The initiative, dubbed Race Online 2012, will target the digitally and socially excluded - estimated to be 14 million people - with the aim of getting them all online in the next three years.

“There is no single answer [to closing the digital divide]. We need the private sector to work together to give incentives for people, along with the government and those of us who can help spread IT skills,” Lane Fox told Computing in an exclusive interview.

There are wider initiatives within the action plan that tackle some of the reasons people give for choosing to be digitally excluded – such as identity theft – but Lane Fox prefers to concentrate on the “positive message”.

“It is an ambitious project, but other countries have done it. And there are some compelling reasons for driving this forward,” she said.

The prospective savings in the public sector alone are considerable – according to the research, £900m of customer contact savings could be generated if digitally excluded adults were online.

A group of businesses are involved in supporting the initiative, such as BT, Intel, Google, as well as electrical retailer Comet - which plans to trial an in-store scheme to help older customers familiarise themselves with the web.

Lane Fox’s work around digital inclusion is part of Digital Britain, the government’s blueprint for the future role of technology in the UK.

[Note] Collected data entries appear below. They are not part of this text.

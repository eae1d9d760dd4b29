//! Relationship parts (`_rels/*.rels`)
//!
//! Parts refer to each other through relationship IDs: the document points
//! at its styles, settings, footers and images through
//! `word/_rels/document.xml.rels`.

use std::collections::HashMap;

use quick_xml::events::Event;
use quick_xml::Reader;

use crate::error::{OoxmlError, Result};
use crate::xml::{escape_xml, XML_DECLARATION};

/// OOXML namespace for relationships
pub const RELATIONSHIPS_NS: &str = "http://schemas.openxmlformats.org/package/2006/relationships";

/// Relationship type URIs used by folio packages
impl Relationships {
    pub const TYPE_OFFICE_DOCUMENT: &'static str =
        "http://schemas.openxmlformats.org/officeDocument/2006/relationships/officeDocument";
    pub const TYPE_CORE_PROPERTIES: &'static str =
        "http://schemas.openxmlformats.org/package/2006/relationships/metadata/core-properties";
    pub const TYPE_STYLES: &'static str =
        "http://schemas.openxmlformats.org/officeDocument/2006/relationships/styles";
    pub const TYPE_SETTINGS: &'static str =
        "http://schemas.openxmlformats.org/officeDocument/2006/relationships/settings";
    pub const TYPE_FOOTER: &'static str =
        "http://schemas.openxmlformats.org/officeDocument/2006/relationships/footer";
    pub const TYPE_IMAGE: &'static str =
        "http://schemas.openxmlformats.org/officeDocument/2006/relationships/image";
}

/// One relationship
#[derive(Debug, Clone, PartialEq, Eq)]
pub struct RelationshipTarget {
    /// Target path, relative to the owning part's folder
    pub target: String,
    /// Relationship type URI
    pub rel_type: String,
}

/// Relationships of one part, in insertion order
#[derive(Debug, Clone)]
pub struct Relationships {
    order: Vec<String>,
    map: HashMap<String, RelationshipTarget>,
    next_id_counter: u32,
}

impl Default for Relationships {
    fn default() -> Self {
        Self {
            order: Vec::new(),
            map: HashMap::new(),
            next_id_counter: 1,
        }
    }
}

impl Relationships {
    pub fn new() -> Self {
        Self::default()
    }

    /// Parse a .rels part
    pub fn parse(xml: &[u8]) -> Result<Self> {
        let mut reader = Reader::from_reader(xml);
        reader.config_mut().trim_text(true);

        let mut rels = Self::new();
        let mut max_id: u32 = 0;
        let mut buf = Vec::new();

        loop {
            match reader.read_event_into(&mut buf) {
                Ok(Event::Empty(ref e)) | Ok(Event::Start(ref e)) => {
                    if e.local_name().as_ref() == b"Relationship" {
                        let mut id = None;
                        let mut target = None;
                        let mut rel_type = None;

                        for attr in e.attributes().filter_map(|a| a.ok()) {
                            let value = attr.unescape_value().ok().map(|s| s.to_string());
                            match attr.key.as_ref() {
                                b"Id" => id = value,
                                b"Target" => target = value,
                                b"Type" => rel_type = value,
                                _ => {}
                            }
                        }

                        if let (Some(id), Some(target)) = (id, target) {
                            if let Some(num) = extract_id_number(&id) {
                                max_id = max_id.max(num);
                            }
                            rels.order.push(id.clone());
                            rels.map.insert(
                                id,
                                RelationshipTarget {
                                    target,
                                    rel_type: rel_type.unwrap_or_default(),
                                },
                            );
                        }
                    }
                }
                Ok(Event::Eof) => break,
                Err(e) => return Err(OoxmlError::Xml(e)),
                _ => {}
            }
            buf.clear();
        }

        rels.next_id_counter = max_id + 1;
        Ok(rels)
    }

    /// Add a relationship and return its generated ID (`rIdN`)
    pub fn add(&mut self, target: impl Into<String>, rel_type: &str) -> String {
        let id = format!("rId{}", self.next_id_counter);
        self.next_id_counter += 1;

        self.order.push(id.clone());
        self.map.insert(
            id.clone(),
            RelationshipTarget {
                target: target.into(),
                rel_type: rel_type.to_string(),
            },
        );
        id
    }

    /// Serialize to a .rels part
    pub fn to_xml(&self) -> String {
        let mut xml = String::new();
        xml.push_str(XML_DECLARATION);
        xml.push('\n');
        xml.push_str(&format!(r#"<Relationships xmlns="{}">"#, RELATIONSHIPS_NS));
        xml.push('\n');

        for (id, rel) in self.iter() {
            xml.push_str(&format!(
                "  <Relationship Id=\"{}\" Type=\"{}\" Target=\"{}\"/>\n",
                escape_xml(id),
                escape_xml(&rel.rel_type),
                escape_xml(&rel.target)
            ));
        }

        xml.push_str("</Relationships>");
        xml
    }

    /// Target of a relationship ID
    pub fn get(&self, id: &str) -> Option<&str> {
        self.map.get(id).map(|r| r.target.as_str())
    }

    pub fn len(&self) -> usize {
        self.map.len()
    }

    pub fn is_empty(&self) -> bool {
        self.map.is_empty()
    }

    /// Iterate over relationships in insertion order
    pub fn iter(&self) -> impl Iterator<Item = (&str, &RelationshipTarget)> {
        self.order
            .iter()
            .filter_map(|id| self.map.get(id).map(|rel| (id.as_str(), rel)))
    }

    /// Targets of every relationship of the given type
    pub fn targets_of_type<'a>(&'a self, rel_type: &'a str) -> impl Iterator<Item = &'a str> {
        self.iter()
            .filter(move |(_, rel)| rel.rel_type == rel_type)
            .map(|(_, rel)| rel.target.as_str())
    }
}

/// Numeric part of a relationship ID ("rId5" -> 5)
fn extract_id_number(id: &str) -> Option<u32> {
    id.strip_prefix("rId")
        .or_else(|| id.strip_prefix("RId"))
        .or_else(|| id.strip_prefix("rid"))
        .and_then(|num_str| num_str.parse().ok())
}

#[cfg(test)]
mod tests {
    use super::*;

    #[test]
    fn test_add_assigns_sequential_ids() {
        let mut rels = Relationships::new();
        let styles = rels.add("styles.xml", Relationships::TYPE_STYLES);
        let footer = rels.add("footer1.xml", Relationships::TYPE_FOOTER);

        assert_eq!(styles, "rId1");
        assert_eq!(footer, "rId2");
        assert_eq!(rels.get("rId2"), Some("footer1.xml"));
        assert_eq!(rels.len(), 2);
    }

    #[test]
    fn test_to_xml_and_parse_back() {
        let mut rels = Relationships::new();
        rels.add("styles.xml", Relationships::TYPE_STYLES);
        rels.add("media/image1.png", Relationships::TYPE_IMAGE);

        let xml = rels.to_xml();
        assert!(xml.starts_with(XML_DECLARATION));
        assert!(xml.contains(&format!(r#"xmlns="{}""#, RELATIONSHIPS_NS)));

        let parsed = Relationships::parse(xml.as_bytes()).unwrap();
        assert_eq!(parsed.len(), 2);
        assert_eq!(parsed.get("rId1"), Some("styles.xml"));
        let images: Vec<&str> = parsed.targets_of_type(Relationships::TYPE_IMAGE).collect();
        assert_eq!(images, vec!["media/image1.png"]);
    }

    #[test]
    fn test_parse_continues_numbering() {
        let xml = br#"<?xml version="1.0" encoding="UTF-8"?>
        <Relationships xmlns="http://schemas.openxmlformats.org/package/2006/relationships">
            <Relationship Id="rId1" Type="http://schemas.openxmlformats.org/officeDocument/2006/relationships/styles" Target="styles.xml"/>
            <Relationship Id="rId5" Type="http://schemas.openxmlformats.org/officeDocument/2006/relationships/footer" Target="footer1.xml"/>
        </Relationships>"#;

        let mut rels = Relationships::parse(xml).unwrap();
        assert_eq!(rels.add("footer2.xml", Relationships::TYPE_FOOTER), "rId6");
    }

    #[test]
    fn test_targets_are_escaped() {
        let mut rels = Relationships::new();
        rels.add("media/a&b.png", Relationships::TYPE_IMAGE);
        let xml = rels.to_xml();
        assert!(xml.contains("media/a&amp;b.png"));
        let parsed = Relationships::parse(xml.as_bytes()).unwrap();
        assert_eq!(parsed.get("rId1"), Some("media/a&b.png"));
    }

    #[test]
    fn test_extract_id_number() {
        assert_eq!(extract_id_number("rId12"), Some(12));
        assert_eq!(extract_id_number("RId5"), Some(5));
        assert_eq!(extract_id_number("footer"), None);
    }
}
//! Build session
//!
//! [`DocumentSession`] owns every engine and record of one document build.
//! Content is appended in document order; [`DocumentSession::finalize`]
//! consumes the session, resolves the deferred lists, assigns page numbering
//! and hands back an [`AssembledDocument`] for rendering.

use crate::anchors::{AnchorResolver, AnchorToken, ListKind, Reservation};
use crate::diagnostics::{Diagnostic, Diagnostics};
use crate::model::{
    Block, BlockKind, CaptionKind, CaptionRecord, DocType, FigureImage, HeadingRecord, ListEntry,
    Position,
};
use crate::numbering::{NumberingEngine, Registration};
use crate::regions::{PageNumberingRules, Region, RegionKind, RegionManager};

const DEFAULT_FIGURE_PREFIX: &str = "Fig";
const DEFAULT_TABLE_PREFIX: &str = "Table";

/// State of one document build
#[derive(Debug)]
pub struct DocumentSession {
    doc_type: DocType,
    numbering: NumberingEngine,
    regions: RegionManager,
    anchors: AnchorResolver,
    headings: Vec<HeadingRecord>,
    captions: Vec<CaptionRecord>,
    blocks: Vec<Block>,
    diagnostics: Diagnostics,
    next_position: u64,
    figure_prefix: String,
    table_prefix: String,
    expected_lists: Vec<ListKind>,
}

impl DocumentSession {
    /// Start an empty build with all counters at zero
    pub fn new(doc_type: DocType) -> Self {
        tracing::info!(%doc_type, "starting document session");
        Self {
            doc_type,
            numbering: NumberingEngine::new(),
            regions: RegionManager::new(),
            anchors: AnchorResolver::new(),
            headings: Vec::new(),
            captions: Vec::new(),
            blocks: Vec::new(),
            diagnostics: Diagnostics::new(),
            next_position: 0,
            figure_prefix: DEFAULT_FIGURE_PREFIX.to_string(),
            table_prefix: DEFAULT_TABLE_PREFIX.to_string(),
            expected_lists: ListKind::carried_by(doc_type).to_vec(),
        }
    }

    /// Use custom caption prefixes (`Fig`, `Table` by default)
    pub fn with_caption_prefixes(
        mut self,
        figure_prefix: impl Into<String>,
        table_prefix: impl Into<String>,
    ) -> Self {
        self.figure_prefix = figure_prefix.into();
        self.table_prefix = table_prefix.into();
        self
    }

    /// Override the lists this document is expected to reserve
    ///
    /// Defaults to [`ListKind::carried_by`] for the document type. An expected
    /// list left without an anchor is reported as a warning at finalize time.
    pub fn with_expected_lists(mut self, lists: &[ListKind]) -> Self {
        self.expected_lists = lists.to_vec();
        self
    }

    pub fn doc_type(&self) -> DocType {
        self.doc_type
    }

    /// Begin a new region and return its ordinal
    pub fn start_region(&mut self, kind: RegionKind) -> u32 {
        let registration = self.regions.start_region(kind);
        let ordinal = *registration.record();
        if let Some(violation) = registration.violation() {
            self.diagnostics.push(violation.to_diagnostic());
        }
        self.push_block(BlockKind::RegionStart { ordinal });
        ordinal
    }

    /// Register and append a heading
    ///
    /// A heading out of structural order is still appended, un-numbered, and
    /// the violation is recorded as a diagnostic.
    pub fn add_heading(&mut self, level: u8, text: &str) -> Registration<HeadingRecord> {
        let position = self.next_position();
        let registration = self
            .numbering
            .register_heading(level, text, self.doc_type, position);
        if let Some(violation) = registration.violation() {
            self.diagnostics.push(violation.to_diagnostic());
        }

        let record = registration.record().clone();
        self.headings.push(record.clone());
        self.blocks.push(Block {
            position,
            kind: BlockKind::Heading(record),
        });
        registration
    }

    /// Append a paragraph rendered with the given style key
    pub fn add_paragraph(&mut self, text: impl Into<String>, style_key: impl Into<String>) {
        self.push_block(BlockKind::Paragraph {
            text: text.into(),
            style_key: style_key.into(),
        });
    }

    /// Append an uncaptioned picture
    pub fn add_image(&mut self, image: FigureImage) {
        self.push_block(BlockKind::Image(image));
    }

    /// Append a figure and return its caption record
    ///
    /// `image` is `None` when the picture could not be loaded; the caption is
    /// numbered either way.
    pub fn add_figure(&mut self, caption: &str, image: Option<FigureImage>) -> CaptionRecord {
        let record = self.register_caption(CaptionKind::Figure, caption);
        self.push_block(BlockKind::Figure {
            image,
            caption: record.clone(),
        });
        record
    }

    /// Append a table and return its caption record
    pub fn add_table(
        &mut self,
        caption: &str,
        rows: Vec<Vec<String>>,
        header: bool,
    ) -> CaptionRecord {
        let record = self.register_caption(CaptionKind::Table, caption);
        self.push_block(BlockKind::Table {
            rows,
            header,
            caption: record.clone(),
        });
        record
    }

    pub fn add_page_break(&mut self) {
        self.push_block(BlockKind::PageBreak);
    }

    /// Reserve the insertion point for a deferred list at the current position
    pub fn reserve_list(&mut self, list: ListKind) -> AnchorToken {
        let position = self.next_position();
        match self.anchors.reserve_anchor(list, position) {
            Reservation::New(token) => {
                self.blocks.push(Block {
                    position,
                    kind: BlockKind::ListAnchor(token),
                });
                token
            }
            Reservation::Existing(token, diagnostic) => {
                self.diagnostics.push(diagnostic);
                token
            }
        }
    }

    /// Record a diagnostic raised by a collaborator
    pub fn push_diagnostic(&mut self, diagnostic: Diagnostic) {
        self.diagnostics.push(diagnostic);
    }

    pub fn headings(&self) -> &[HeadingRecord] {
        &self.headings
    }

    pub fn captions(&self) -> &[CaptionRecord] {
        &self.captions
    }

    pub fn blocks(&self) -> &[Block] {
        &self.blocks
    }

    pub fn regions(&self) -> &[Region] {
        self.regions.regions()
    }

    pub fn diagnostics(&self) -> &Diagnostics {
        &self.diagnostics
    }

    /// Resolve deferred lists, assign page numbering and close the session
    pub fn finalize(mut self, rules: &PageNumberingRules) -> AssembledDocument {
        tracing::info!(
            headings = self.headings.len(),
            captions = self.captions.len(),
            "finalizing document"
        );

        let list_diagnostics = self.anchors.resolve_all(
            &self.expected_lists,
            &self.headings,
            &self.captions,
            &mut self.blocks,
        );
        self.diagnostics.extend(list_diagnostics);

        let region_diagnostics = self.regions.finalize_numbering(rules);
        self.diagnostics.extend(region_diagnostics);

        AssembledDocument {
            doc_type: self.doc_type,
            rules: *rules,
            regions: self.regions.regions().to_vec(),
            blocks: self.blocks,
            headings: self.headings,
            captions: self.captions,
            diagnostics: self.diagnostics,
        }
    }

    fn register_caption(&mut self, kind: CaptionKind, caption: &str) -> CaptionRecord {
        let position = self.next_position();
        let path = self.numbering.register_caption(kind);
        let prefix = match kind {
            CaptionKind::Figure => &self.figure_prefix,
            CaptionKind::Table => &self.table_prefix,
        };
        let index_in_chapter = path.segments().last().copied().unwrap_or_default();
        let record = CaptionRecord {
            kind,
            chapter_number: self.numbering.current_chapter(),
            index_in_chapter,
            caption: caption.to_string(),
            full_caption_text: format!("{} {}: {}", prefix, path, caption),
            position,
        };
        tracing::debug!(?kind, number = %path, "registered caption");
        self.captions.push(record.clone());
        record
    }

    fn push_block(&mut self, kind: BlockKind) {
        let position = self.next_position();
        self.blocks.push(Block { position, kind });
    }

    fn next_position(&mut self) -> Position {
        let position = Position::new(self.next_position);
        self.next_position += 1;
        position
    }
}

/// A finalized document, ready for rendering
#[derive(Debug, Clone)]
pub struct AssembledDocument {
    pub doc_type: DocType,
    /// Rules the region numbering was computed with
    pub rules: PageNumberingRules,
    pub regions: Vec<Region>,
    /// Ordered block stream with list entries spliced in
    pub blocks: Vec<Block>,
    pub headings: Vec<HeadingRecord>,
    pub captions: Vec<CaptionRecord>,
    pub diagnostics: Diagnostics,
}

impl AssembledDocument {
    /// Entries of one resolved list, in the order they appear
    pub fn list_entries(&self, list: ListKind) -> impl Iterator<Item = &ListEntry> {
        self.blocks.iter().filter_map(move |block| match &block.kind {
            BlockKind::ListEntry(entry) if entry.list == list => Some(entry),
            _ => None,
        })
    }

    /// The region a block belongs to, by walking region starts
    pub fn region_of(&self, index: usize) -> Option<&Region> {
        let ordinal = self
            .blocks
            .get(..=index)?
            .iter()
            .rev()
            .find_map(|block| match block.kind {
                BlockKind::RegionStart { ordinal } => Some(ordinal),
                _ => None,
            })?;
        self.regions.get(ordinal as usize)
    }
}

The National Plan for Digital Participation aims to “increase the reach, breadth and depth of digital technology used across all sections of society, and to maximise digital participation and the economic and social benefits it can bring.”

Some £12m of funding will go to a “consortium of stakeholders”, led by regulator Ofcom - the group is tasked with achieving an online equivalent of the digital TV switchover to help move the UK onto to the internet. The group will also be working with Lane Fox.

In order to promote digital inclusion, however, connectivity needs to be made more accessible to users by lowering the cost and extending the coverage of broadband networks.

To that end, the government is pressing ahead with the broadband tax on residential network connections to fund next-generation optical fibre access.

“The trouble here is that backers of public funded network infrastructures still need to find ways of encouraging market forces to lower end user prices,” said Gartner’s research vice president Scott Morrison.

“But nobody has rolled out higher speed and lower cost broadband to purely rural areas to date,” he added.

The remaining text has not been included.